Published 31 July 2008

Who says that the white middle-class family is a norm to be aimed at? It is a rickety form against which middle-class white women are in full rebellion

Barack Obama is pretty close to the tape. But beneath the mass adulation he received in Berlin, the politesse in Israel and his quietude in England lies a haunting mass of black people in the US whom he cannot take for granted. A slip could lead to a momentous slide.

His is the dance of the wolves. On the one hand rest the expectations of black people in the United States who, for the first time in their history, in the alliance with progressive whites, seek to make real the fact that a black shoeshine boy can be president. Around the world, expect ations are rising, resembling the hope of millions who, in the postwar world, demanded an end to colonialism.

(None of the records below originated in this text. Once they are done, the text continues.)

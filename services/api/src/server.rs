use crate::cli::ServeArgs;
use crate::infra::{AppState, InMemoryInspectionStore};
use crate::routes::with_readings_routes;
use axum::Extension;
use axum_prometheus::PrometheusMetricLayer;
use inspection_engine::config::AppConfig;
use inspection_engine::error::AppError;
use inspection_engine::telemetry;
use inspection_engine::workflows::readings::ReadingsService;
use std::sync::atomic::Ordering;
use std::sync::Arc;
use tracing::info;

pub(crate) async fn run(mut args: ServeArgs) -> Result<(), AppError> {
    let mut config = AppConfig::load()?;

    if let Some(host) = args.host.take() {
        config.server.host = host;
    }
    if let Some(port) = args.port.take() {
        config.server.port = port;
    }
    config.policy = args.policy.resolve(config.policy);

    telemetry::init(&config.telemetry)?;

    let policy = config.policy.load_table()?;
    info!(
        version = %policy.version,
        source = ?config.policy.table_path,
        "policy table loaded"
    );

    let (prometheus_layer, prometheus_handle) = PrometheusMetricLayer::pair();
    let readiness_flag = Arc::new(std::sync::atomic::AtomicBool::new(false));
    let app_state = AppState {
        readiness: readiness_flag.clone(),
        metrics: Arc::new(prometheus_handle),
    };

    let store = Arc::new(InMemoryInspectionStore::seeded());
    let readings_service = Arc::new(ReadingsService::new(store, policy));

    let app = with_readings_routes(readings_service)
        .layer(Extension(app_state))
        .layer(prometheus_layer);

    let addr = config.server.socket_addr()?;
    let listener = tokio::net::TcpListener::bind(addr).await?;
    readiness_flag.store(true, Ordering::Release);

    info!(?config.environment, %addr, "inspection engine ready");

    axum::serve(listener, app).await?;
    Ok(())
}
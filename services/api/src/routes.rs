use crate::infra::AppState;
use axum::http::{header, StatusCode};
use axum::response::IntoResponse;
use axum::Extension;
use axum::Json;
use inspection_engine::workflows::readings::{readings_router, InspectionStore, ReadingsService};
use serde_json::json;
use std::sync::Arc;

pub(crate) fn with_readings_routes<S>(service: Arc<ReadingsService<S>>) -> axum::Router
where
    S: InspectionStore + 'static,
{
    readings_router(service)
        .route("/health", axum::routing::get(healthcheck))
        .route("/ready", axum::routing::get(readiness_endpoint))
        .route("/metrics", axum::routing::get(metrics_endpoint))
}

pub(crate) async fn healthcheck() -> Json<serde_json::Value> {
    Json(json!({ "status": "ok" }))
}

pub(crate) async fn readiness_endpoint(Extension(state): Extension<AppState>) -> impl IntoResponse {
    let ready = state.readiness.load(std::sync::atomic::Ordering::Relaxed);
    let status = if ready {
        StatusCode::OK
    } else {
        StatusCode::SERVICE_UNAVAILABLE
    };

    let payload = if ready {
        json!({ "status": "ready" })
    } else {
        json!({ "status": "initializing" })
    };

    (status, Json(payload))
}

pub(crate) async fn metrics_endpoint(Extension(state): Extension<AppState>) -> impl IntoResponse {
    (
        StatusCode::OK,
        [(header::CONTENT_TYPE, "text/plain; version=0.0.4")],
        state.metrics.render(),
    )
}

#[cfg(test)]
mod tests {
    use super::*;
    use crate::infra::InMemoryInspectionStore;
    use axum::body::Body;
    use axum::http::Request;
    use inspection_engine::workflows::readings::PolicyTable;
    use metrics_exporter_prometheus::PrometheusBuilder;
    use std::sync::atomic::AtomicBool;
    use tower::ServiceExt;

    fn app(ready: bool) -> axum::Router {
        let state = AppState {
            readiness: Arc::new(AtomicBool::new(ready)),
            metrics: Arc::new(PrometheusBuilder::new().build_recorder().handle()),
        };
        let service = Arc::new(ReadingsService::new(
            Arc::new(InMemoryInspectionStore::seeded()),
            PolicyTable::standard(),
        ));
        with_readings_routes(service).layer(Extension(state))
    }

    async fn get(app: axum::Router, uri: &str) -> StatusCode {
        app.oneshot(Request::get(uri).body(Body::empty()).expect("request builds"))
            .await
            .expect("router responds")
            .status()
    }

    #[tokio::test]
    async fn health_is_always_ok() {
        assert_eq!(get(app(false), "/health").await, StatusCode::OK);
    }

    #[tokio::test]
    async fn readiness_follows_the_flag() {
        assert_eq!(
            get(app(false), "/ready").await,
            StatusCode::SERVICE_UNAVAILABLE
        );
        assert_eq!(get(app(true), "/ready").await, StatusCode::OK);
    }

    #[tokio::test]
    async fn readings_routes_are_mounted() {
        let response = app(true)
            .oneshot(
                Request::post("/api/v1/readings/row-count")
                    .header(header::CONTENT_TYPE, "application/json")
                    .body(Body::from(
                        r#"{"configuration":{"topology":"external","units_per_group":6,"group_count":1}}"#,
                    ))
                    .expect("request builds"),
            )
            .await
            .expect("router responds");

        assert_eq!(response.status(), StatusCode::OK);
    }
}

Obama is feeling his way. Before setting off on his world tour, he turned up at a conference of the National Association for the Advancement of Coloured People, the moderate wing of the black movement in the United States.

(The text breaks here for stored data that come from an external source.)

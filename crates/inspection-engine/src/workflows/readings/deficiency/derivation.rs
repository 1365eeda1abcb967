use serde::{Deserialize, Serialize};

use super::DeficiencyError;
use crate::workflows::readings::domain::{
    ConductanceScale, DeviceSubType, HeaderRecord, ReadingType, Topology,
};
use crate::workflows::readings::thresholds::{Direction, PolicyTable, Thresholds};

/// Remote inputs gathered before derivation.
#[derive(Debug, Clone, Copy, Default, PartialEq, Serialize, Deserialize)]
pub struct ThresholdInputs {
    pub base: Option<Thresholds>,
    pub reference_value: Option<f64>,
}

/// Which derivation rule produced the thresholds; logged with every recompute.
#[derive(Debug, Clone, Copy, PartialEq, Eq, Serialize, Deserialize)]
#[serde(rename_all = "snake_case")]
pub enum DerivationRule {
    ConductanceReference,
    BcmAbsolute,
    PackScaled,
    TypeValue,
    Base,
}

#[derive(Debug, Clone, Copy, PartialEq, Serialize, Deserialize)]
pub struct ConductanceCheck {
    pub thresholds: Thresholds,
    pub direction: Direction,
}

#[derive(Debug, Clone, Copy, PartialEq, Serialize, Deserialize)]
pub struct DerivedThresholds {
    pub rule: DerivationRule,
    pub voltage: Thresholds,
    pub conductance: Option<ConductanceCheck>,
}

/// Uses the conductance channel in addition to voltage.
pub fn uses_conductance(header: &HeaderRecord) -> bool {
    header.reading_type == ReadingType::Conductance
        && header.device_sub_type != DeviceSubType::Bcm
}

pub fn derive_thresholds(
    header: &HeaderRecord,
    row_count: usize,
    inputs: &ThresholdInputs,
    policy: &PolicyTable,
) -> Result<DerivedThresholds, DeficiencyError> {
    let base = || inputs.base.ok_or(DeficiencyError::MissingBaseThresholds);

    if uses_conductance(header) {
        let reference = inputs
            .reference_value
            .filter(|value| value.is_finite() && *value > 0.0)
            .ok_or_else(|| DeficiencyError::MissingReferenceValue {
                model: header.model.clone(),
            })?;

        let bands = &policy.conductance;
        let conductance = match header.conductance_scale {
            ConductanceScale::Conductance => ConductanceCheck {
                thresholds: Thresholds::floors(
                    reference * bands.conductance_replace_pct,
                    reference * bands.conductance_monitor_pct,
                ),
                direction: Direction::LowIsBad,
            },
            ConductanceScale::Impedance => ConductanceCheck {
                thresholds: Thresholds::floors(
                    reference * bands.impedance_replace_pct,
                    reference * bands.impedance_monitor_pct,
                ),
                direction: Direction::HighIsBad,
            },
        };

        return Ok(DerivedThresholds {
            rule: DerivationRule::ConductanceReference,
            voltage: base()?,
            conductance: Some(conductance),
        });
    }

    if header.reading_type == ReadingType::Voltage && header.device_sub_type == DeviceSubType::Bcm
    {
        let limits = &policy.bcm;
        return Ok(DerivedThresholds {
            rule: DerivationRule::BcmAbsolute,
            voltage: Thresholds::bands(
                limits.replace_floor,
                limits.replace_low,
                limits.replace_low,
                limits.monitor_low,
            ),
            conductance: None,
        });
    }

    if header.configuration.topology == Topology::PackOrTray {
        let factor = f64::from(header.configuration.units_per_group);
        return Ok(DerivedThresholds {
            rule: DerivationRule::PackScaled,
            voltage: base()?.scaled(factor),
            conductance: None,
        });
    }

    if header.reading_type == ReadingType::TypeValue {
        let nominal = policy
            .nominal_cell_voltage_for(header.chemistry)
            .ok_or(DeficiencyError::UnknownChemistry(header.chemistry))?;
        let string_nominal = nominal * row_count as f64;
        return Ok(DerivedThresholds {
            rule: DerivationRule::TypeValue,
            voltage: Thresholds::floors(
                string_nominal + policy.type_value.replace,
                string_nominal + policy.type_value.monitor,
            ),
            conductance: None,
        });
    }

    Ok(DerivedThresholds {
        rule: DerivationRule::Base,
        voltage: base()?,
        conductance: None,
    })
}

Obama missed a step, and let fly in a rhetorical flourish his hostility to absent black fathers as the major source of the pain and suffering of the black communities in the US. Hardly any attention directed, so far, to the racism heaped upon American blacks from slavery to this day, and which accounts for the ceaseless revolt of black people internationally. I suppose he is being cautious not to alienate the white vote.

This is nothing new in the national politics of America. Every modern president has played it this way. This tendency received intellectual legitimacy as far back as 1965 in the Daniel Moynihan report, which charged black men with the failure to create a black family. There was much condemnation of this report in the black community. Martin Luther King gave his partial support, saying: "Nothing is so much needed as a secure family life for a people to pull themselves out of poverty and backwardness." But he offered criticism, too: "The fact is that problems will be attributed to innate Negro weaknesses and used to neglect and rationalise oppression."

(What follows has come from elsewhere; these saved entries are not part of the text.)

use std::collections::BTreeMap;
use std::fmt;

use chrono::NaiveDate;
use serde::{Deserialize, Serialize};

/// Identifies one unit instance: a job, the equipment under inspection, and the string/unit id.
#[derive(Debug, Clone, Default, PartialEq, Eq, Hash, PartialOrd, Ord, Serialize, Deserialize)]
pub struct UnitKey {
    pub job_id: String,
    pub equip_id: String,
    pub unit_id: String,
}

impl UnitKey {
    pub fn new(
        job_id: impl Into<String>,
        equip_id: impl Into<String>,
        unit_id: impl Into<String>,
    ) -> Self {
        Self {
            job_id: job_id.into(),
            equip_id: equip_id.into(),
            unit_id: unit_id.into(),
        }
    }
}

impl fmt::Display for UnitKey {
    fn fmt(&self, f: &mut fmt::Formatter<'_>) -> fmt::Result {
        write!(f, "{}/{}/{}", self.job_id, self.equip_id, self.unit_id)
    }
}

/// Per-row or per-channel classification outcome.
#[derive(Debug, Clone, Copy, Default, PartialEq, Eq, Serialize, Deserialize)]
#[serde(rename_all = "snake_case")]
pub enum Verdict {
    #[default]
    Pass,
    Monitor,
    Replace,
}

impl Verdict {
    pub const fn label(self) -> &'static str {
        match self {
            Verdict::Pass => "pass",
            Verdict::Monitor => "monitor",
            Verdict::Replace => "replace",
        }
    }

    /// Folds channel verdicts: the first replace wins, else the first monitor, else pass.
    pub fn combine(verdicts: impl IntoIterator<Item = Verdict>) -> Verdict {
        let mut combined = Verdict::Pass;
        for verdict in verdicts {
            match verdict {
                Verdict::Replace => return Verdict::Replace,
                Verdict::Monitor => combined = Verdict::Monitor,
                Verdict::Pass => {}
            }
        }
        combined
    }
}

/// Qualitative defect indicator captured per row.
#[derive(Debug, Clone, Copy, Default, PartialEq, Eq, Serialize, Deserialize)]
#[serde(rename_all = "snake_case")]
pub enum DefectFlag {
    /// Row was synthesized and not yet inspected.
    #[default]
    Pending,
    NoDefect,
    VisibleDefect,
}

/// One measured point on one unit (one cell, one jar, one phase).
///
/// The outcome is stored as a single [`Verdict`], so a row can never need both replacement and
/// monitoring at once.
#[derive(Debug, Clone, PartialEq, Serialize, Deserialize)]
pub struct Reading {
    pub index: u32,
    pub voltage: f64,
    pub conductance: f64,
    pub current: f64,
    pub frequency: f64,
    pub temperature: f64,
    pub defect: DefectFlag,
    #[serde(default)]
    pub verdict: Verdict,
    #[serde(default)]
    pub action_plan: String,
}

impl Reading {
    pub fn needs_replace(&self) -> bool {
        self.verdict == Verdict::Replace
    }

    pub fn needs_monitor(&self) -> bool {
        self.verdict == Verdict::Monitor
    }

    /// Records an operator's manual verdict. Setting one outcome clears the other.
    pub fn apply_override(&mut self, verdict: Verdict, action_plan: impl Into<String>) {
        self.verdict = verdict;
        self.action_plan = action_plan.into();
    }

    /// Primary measurement used for deletion safety and classification.
    pub fn primary_value(&self) -> f64 {
        self.voltage
    }

    pub fn has_recorded_data(&self) -> bool {
        self.primary_value() > 0.0
    }
}

/// Ordered readings belonging to one unit instance.
#[derive(Debug, Clone, Default, PartialEq, Serialize, Deserialize)]
pub struct ReadingSet {
    pub key: UnitKey,
    pub rows: Vec<Reading>,
}

impl ReadingSet {
    pub fn new(key: UnitKey, rows: Vec<Reading>) -> Self {
        Self { key, rows }
    }

    pub fn len(&self) -> usize {
        self.rows.len()
    }

    pub fn is_empty(&self) -> bool {
        self.rows.is_empty()
    }

    pub fn replace_count(&self) -> u32 {
        self.rows.iter().filter(|row| row.needs_replace()).count() as u32
    }

    pub fn monitor_count(&self) -> u32 {
        self.rows.iter().filter(|row| row.needs_monitor()).count() as u32
    }
}

/// Wiring arrangement determining how group and unit counts combine.
#[derive(Debug, Clone, Copy, Default, PartialEq, Eq, Serialize, Deserialize)]
#[serde(rename_all = "snake_case")]
pub enum Topology {
    #[default]
    External,
    InternalString,
    PackOrTray,
}

impl Topology {
    pub const fn label(self) -> &'static str {
        match self {
            Topology::External => "external",
            Topology::InternalString => "internal_string",
            Topology::PackOrTray => "pack_or_tray",
        }
    }
}

#[derive(Debug, Clone, Copy, Default, PartialEq, Eq, Serialize, Deserialize)]
pub struct UnitConfiguration {
    pub topology: Topology,
    pub units_per_group: u32,
    pub group_count: u32,
}

impl UnitConfiguration {
    /// Number of rows the configuration calls for.
    pub fn expected_count(&self) -> u32 {
        match self.topology {
            Topology::External => self.units_per_group,
            Topology::InternalString => self.group_count.saturating_mul(self.units_per_group),
            Topology::PackOrTray => self.group_count,
        }
    }
}

/// Battery chemistry code used to look up nominal voltages and lifetimes.
#[derive(Debug, Clone, Copy, PartialEq, Eq, Hash, PartialOrd, Ord, Serialize, Deserialize)]
#[serde(rename_all = "snake_case")]
pub enum Chemistry {
    Vrla,
    Flooded,
    NiCad,
    LithiumIon,
}

impl Chemistry {
    pub const fn label(self) -> &'static str {
        match self {
            Chemistry::Vrla => "vrla",
            Chemistry::Flooded => "flooded",
            Chemistry::NiCad => "nicad",
            Chemistry::LithiumIon => "lithium_ion",
        }
    }
}

#[derive(Debug, Clone, Copy, Default, PartialEq, Eq, Hash, Serialize, Deserialize)]
#[serde(rename_all = "snake_case")]
pub enum DeviceSubType {
    #[default]
    Standard,
    /// Battery condition monitor; reports block voltages on an absolute scale.
    Bcm,
}

/// What the rows of a reading sheet measure.
#[derive(Debug, Clone, Copy, Default, PartialEq, Eq, Serialize, Deserialize)]
#[serde(rename_all = "snake_case")]
pub enum ReadingType {
    #[default]
    Voltage,
    Conductance,
    /// Specific-gravity / type-value sheets judged against nominal cell voltage.
    TypeValue,
}

/// Scale reported by the conductance instrument.
#[derive(Debug, Clone, Copy, Default, PartialEq, Eq, Serialize, Deserialize)]
#[serde(rename_all = "snake_case")]
pub enum ConductanceScale {
    /// Conductance in siemens; low values are bad.
    #[default]
    Conductance,
    /// Internal impedance or resistance; high values are bad.
    Impedance,
}

#[derive(Debug, Clone, Copy, Default, PartialEq, Eq, Hash, Serialize, Deserialize)]
#[serde(rename_all = "snake_case")]
pub enum ChargerMode {
    #[default]
    Float,
    Equalize,
}

/// Equipment status in ascending severity; `Offline` is operator-set only.
#[derive(Debug, Clone, Copy, Default, PartialEq, Eq, Hash, Serialize, Deserialize)]
#[serde(rename_all = "snake_case")]
pub enum EquipmentStatus {
    #[default]
    Online,
    ProactiveReplacement,
    OnlineMinorDeficiency,
    OnlineMajorDeficiency,
    ReplacementRecommended,
    CriticalDeficiency,
    Offline,
}

impl EquipmentStatus {
    /// Position in the severity ordering; `None` for the terminal `Offline` value.
    pub const fn severity(self) -> Option<u8> {
        match self {
            EquipmentStatus::Online => Some(0),
            EquipmentStatus::ProactiveReplacement => Some(1),
            EquipmentStatus::OnlineMinorDeficiency => Some(2),
            EquipmentStatus::OnlineMajorDeficiency => Some(3),
            EquipmentStatus::ReplacementRecommended => Some(4),
            EquipmentStatus::CriticalDeficiency => Some(5),
            EquipmentStatus::Offline => None,
        }
    }

    /// Returns the more severe of two computed statuses.
    pub fn max_severity(self, other: EquipmentStatus) -> EquipmentStatus {
        match (self.severity(), other.severity()) {
            (Some(a), Some(b)) if b > a => other,
            (Some(_), Some(_)) => self,
            (None, _) => self,
            (_, None) => other,
        }
    }

    pub const fn label(self) -> &'static str {
        match self {
            EquipmentStatus::Online => "Online",
            EquipmentStatus::ProactiveReplacement => "Proactive Replacement",
            EquipmentStatus::OnlineMinorDeficiency => "On-Line (Minor Deficiency)",
            EquipmentStatus::OnlineMajorDeficiency => "On-Line (Major Deficiency)",
            EquipmentStatus::ReplacementRecommended => "Replacement Recommended",
            EquipmentStatus::CriticalDeficiency => "Critical Deficiency",
            EquipmentStatus::Offline => "Offline",
        }
    }
}

/// Reason code attached to an operator's "replace whole unit" selection.
#[derive(Debug, Clone, Copy, PartialEq, Eq, Serialize, Deserialize)]
#[serde(rename_all = "snake_case")]
pub enum ReplacementReason {
    Age,
    Damage,
    Capacity,
    Other,
}

/// Pass/fail verification fields captured on the header.
#[derive(Debug, Clone, Copy, PartialEq, Eq, Hash, PartialOrd, Ord, Serialize, Deserialize)]
#[serde(rename_all = "snake_case")]
pub enum FieldCheck {
    ChargingVoltage,
    TerminalTorque,
    RippleCurrent,
    IntercellConnectors,
    ElectrolyteLevel,
    CaseCondition,
    VentCaps,
    AmbientTemperature,
    Cleanliness,
}

#[derive(Debug, Clone, Copy, Default, PartialEq, Eq, Serialize, Deserialize)]
#[serde(rename_all = "snake_case")]
pub enum CheckResult {
    #[default]
    NotChecked,
    Pass,
    Fail,
}

/// Per-unit inspection header.
#[derive(Debug, Clone, PartialEq, Serialize, Deserialize)]
pub struct HeaderRecord {
    pub key: UnitKey,
    pub make: String,
    pub model: String,
    pub serial_number: String,
    pub location: String,
    pub configuration: UnitConfiguration,
    pub chemistry: Chemistry,
    pub device_sub_type: DeviceSubType,
    /// Free-form sub-type name used alongside the sub-type code for threshold lookups.
    pub sub_type_name: String,
    pub reading_type: ReadingType,
    pub conductance_scale: ConductanceScale,
    pub charger_mode: ChargerMode,
    pub date_code: Option<NaiveDate>,
    /// Manufacturer conductance/impedance reference for the model.
    pub reference_value: Option<f64>,
    pub replace_count: u32,
    pub monitor_count: u32,
    pub status: EquipmentStatus,
    /// Status held by the operator on the form; the computed status never drops below it.
    pub operator_status: Option<EquipmentStatus>,
    pub replace_whole_unit: Option<ReplacementReason>,
    #[serde(default)]
    pub field_checks: BTreeMap<FieldCheck, CheckResult>,
}

impl HeaderRecord {
    pub fn new(key: UnitKey, configuration: UnitConfiguration, chemistry: Chemistry) -> Self {
        Self {
            key,
            make: String::new(),
            model: String::new(),
            serial_number: String::new(),
            location: String::new(),
            configuration,
            chemistry,
            device_sub_type: DeviceSubType::Standard,
            sub_type_name: String::new(),
            reading_type: ReadingType::Voltage,
            conductance_scale: ConductanceScale::Conductance,
            charger_mode: ChargerMode::Float,
            date_code: None,
            reference_value: None,
            replace_count: 0,
            monitor_count: 0,
            status: EquipmentStatus::Online,
            operator_status: None,
            replace_whole_unit: None,
            field_checks: BTreeMap::new(),
        }
    }

    pub fn check(&self, field: FieldCheck) -> CheckResult {
        self.field_checks.get(&field).copied().unwrap_or_default()
    }
}

/// Operator's answer to "is the declared value correct?".
#[derive(Debug, Clone, Copy, Default, PartialEq, Eq, Serialize, Deserialize)]
#[serde(rename_all = "snake_case")]
pub enum Attestation {
    #[default]
    Unanswered,
    Correct,
    Incorrect,
}

/// Identity and count fields tracked during reconciliation.
#[derive(Debug, Clone, Copy, PartialEq, Eq, Hash, PartialOrd, Ord, Serialize, Deserialize)]
#[serde(rename_all = "snake_case")]
pub enum ReconciledField {
    Make,
    Model,
    SerialNumber,
    UnitCount,
    GroupCount,
}

impl ReconciledField {
    pub const ALL: [ReconciledField; 5] = [
        ReconciledField::Make,
        ReconciledField::Model,
        ReconciledField::SerialNumber,
        ReconciledField::UnitCount,
        ReconciledField::GroupCount,
    ];

    pub const fn label(self) -> &'static str {
        match self {
            ReconciledField::Make => "make",
            ReconciledField::Model => "model",
            ReconciledField::SerialNumber => "serial number",
            ReconciledField::UnitCount => "unit count",
            ReconciledField::GroupCount => "group count",
        }
    }
}

#[derive(Debug, Clone, Default, PartialEq, Eq, Serialize, Deserialize)]
pub struct ReconciliationEntry {
    pub declared: String,
    pub attestation: Attestation,
    pub actual: Option<String>,
}

/// Declared-versus-observed attestation record for one piece of equipment.
#[derive(Debug, Clone, Default, PartialEq, Eq, Serialize, Deserialize)]
pub struct ReconciliationRecord {
    pub job_id: String,
    pub equip_id: String,
    pub entries: BTreeMap<ReconciledField, ReconciliationEntry>,
    pub verified: bool,
}

impl ReconciliationRecord {
    /// Seeds a record with the header's declared identity and counts.
    pub fn from_header(header: &HeaderRecord) -> Self {
        let declared = [
            (ReconciledField::Make, header.make.clone()),
            (ReconciledField::Model, header.model.clone()),
            (ReconciledField::SerialNumber, header.serial_number.clone()),
            (
                ReconciledField::UnitCount,
                header.configuration.units_per_group.to_string(),
            ),
            (
                ReconciledField::GroupCount,
                header.configuration.group_count.to_string(),
            ),
        ];

        Self {
            job_id: header.key.job_id.clone(),
            equip_id: header.key.equip_id.clone(),
            entries: declared
                .into_iter()
                .map(|(field, declared)| {
                    (
                        field,
                        ReconciliationEntry {
                            declared,
                            ..ReconciliationEntry::default()
                        },
                    )
                })
                .collect(),
            verified: false,
        }
    }

    pub fn entry(&self, field: ReconciledField) -> Option<&ReconciliationEntry> {
        self.entries.get(&field)
    }
}
use super::domain::{HeaderRecord, ReconciledField, Reading, Topology, UnitConfiguration};

pub const MAX_UNITS_PER_GROUP: u32 = 480;
pub const MAX_GROUP_COUNT: u32 = 64;

/// Field-completeness and range failures raised before any write.
#[derive(Debug, Clone, PartialEq, thiserror::Error)]
pub enum ValidationError {
    #[error("{0} is required")]
    MissingField(&'static str),
    #[error("{field} must be between {min} and {max} (found {found})")]
    OutOfRange {
        field: &'static str,
        min: u32,
        max: u32,
        found: u32,
    },
    #[error("expected {expected} rows but {found} are present; apply the configuration change first")]
    RowCountMismatch { expected: u32, found: u32 },
    #[error("row {index} has an invalid {channel} reading")]
    InvalidReading { index: u32, channel: &'static str },
    #[error("reconciliation has not been verified; confirm the declared make, model, serial number, and counts before saving")]
    ReconciliationUnverified,
    #[error("{} is marked incorrect but no observed value was entered", .0.label())]
    MissingActual(ReconciledField),
    #[error("observed {} can only be entered when the declared value is marked incorrect", .0.label())]
    ActualNotEditable(ReconciledField),
}

/// Checks only the topology counts; used by the change path.
pub fn validate_configuration(configuration: &UnitConfiguration) -> Result<(), ValidationError> {
    in_range(
        "units per group",
        configuration.units_per_group,
        MAX_UNITS_PER_GROUP,
    )?;

    if matches!(
        configuration.topology,
        Topology::InternalString | Topology::PackOrTray
    ) {
        in_range("group count", configuration.group_count, MAX_GROUP_COUNT)?;
    }

    Ok(())
}

/// Completeness checks for a final save.
pub fn validate_submission(header: &HeaderRecord, rows: &[Reading]) -> Result<(), ValidationError> {
    required("make", &header.make)?;
    required("model", &header.model)?;
    required("serial number", &header.serial_number)?;
    validate_configuration(&header.configuration)?;

    let expected = header.configuration.expected_count();
    let found = rows.len() as u32;
    if expected != found {
        return Err(ValidationError::RowCountMismatch { expected, found });
    }

    for row in rows {
        if !row.voltage.is_finite() || row.voltage <= 0.0 {
            return Err(ValidationError::InvalidReading {
                index: row.index,
                channel: "voltage",
            });
        }

        let channels = [
            ("conductance", row.conductance),
            ("current", row.current),
            ("frequency", row.frequency),
        ];
        if let Some((channel, _)) = channels
            .iter()
            .find(|(_, value)| !value.is_finite() || *value < 0.0)
        {
            return Err(ValidationError::InvalidReading {
                index: row.index,
                channel: *channel,
            });
        }

        if !row.temperature.is_finite() {
            return Err(ValidationError::InvalidReading {
                index: row.index,
                channel: "temperature",
            });
        }
    }

    Ok(())
}

fn required(field: &'static str, value: &str) -> Result<(), ValidationError> {
    if value.trim().is_empty() {
        Err(ValidationError::MissingField(field))
    } else {
        Ok(())
    }
}

fn in_range(field: &'static str, found: u32, max: u32) -> Result<(), ValidationError> {
    if (1..=max).contains(&found) {
        Ok(())
    } else {
        Err(ValidationError::OutOfRange {
            field,
            min: 1,
            max,
            found,
        })
    }
}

Toni Morrison, much later, expressed her opposition to Moynihan's report. "The black family we have is the one created in the revolt against brutal slave conditions. Who is to say," she asked, "that we have to replicate the family structure of slave-owners?"

The issue resurfaced in 1995, when Louis Farrakhan organised the Million Man March, which mobilised 900,000 black men to correct the burdens heaped on black women for the failure of fathers to participate in the lives of our children.

Obama angered millions of blacks, I am sure, most of whom displayed a mature and tactical political awareness by their silence. An open microphone revealed Jesse Jackson's desire to de-ball Obama. Jackson apologised and postponed a hot debate for another day in order not to injure Obama's chances in the presidential race.

Reverberations spilled over to the UK. David Cameron, the consummate opportunist, jumped in for a free ride, repeating Obama's attack on absent black fathers in the UK. They are responsible, he says, for black-on-black knife crime in the inner cities. Within days, he trotted out his only black card, Shaun Bailey, who praised him to high heaven for making this argument.

I have listened to Bailey's recent television interviews and read his article in the Sunday Times, which reads like an official release from the Conservative Party.

It is all political mischief. Cameron and his cohorts know that his follow-the-leader comments will have little or no impact on black men in the UK, particularly since his own father packed him off to Eton for others to bring up. And who says that the white middle-class family is a norm to be aimed at? It is a rickety form against which middle-class white women are in full rebellion. It is on its way out.

Old social relations are in the throes of death as we search for the new. The Moynihan report must remain where it belongs - in the dustbin of history.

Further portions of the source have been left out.